Final

No sé del paradero de Toño Ciruelo.

Después de leer por primera vez el manuscrito salí por fin a la calle: los cuerpos de los ladrones habían desaparecido. Me pregunté si fue real —no tanto los ladrones sino Ciruelo, desde su llegada a mi casa, enfermo o fingiéndose, a contar que había matado a la Oscurana.

Su cuaderno estuvo a mi lado, un tiempo. Después aborrecí su lectura. Por años alejé el cuaderno de mi vista; no sé por qué no lo destruí; hice algo parecido: lo escondí hasta olvidar en dónde lo tenía escondido: ¿aversión?, ¿tristeza?, nunca logré averiguarlo.

Viajé con frecuencia, trabajé en lo mío. Si el recuerdo de Ciruelo regresaba inoportuno a mi vida lo enterraba.

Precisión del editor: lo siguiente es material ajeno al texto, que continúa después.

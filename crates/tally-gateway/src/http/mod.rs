pub mod baseline;
pub mod health;
pub mod schedulers;
pub mod token;
pub mod ui;
pub mod validate;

El día que dejé mi casa, el día del trasteo, uno de los cargadores me preguntó qué debía hacer con un cuaderno en el congelador de la nevera, debajo de las cubetas de hielo —como un pedazo de carne podrida, pensé. Se había malogrado por la humedad, pero seguía leíble. Lo leí. El invencible demonio me poseyó otra vez. Entonces corrí al barrio Egipto, en busca de Toño Ciruelo, pero ya no encontré su casa. En su lugar habían construido o estaban construyendo un siniestro edificio de apartamentos —de esos edificios bogotanos que siguen para siempre en obra negra.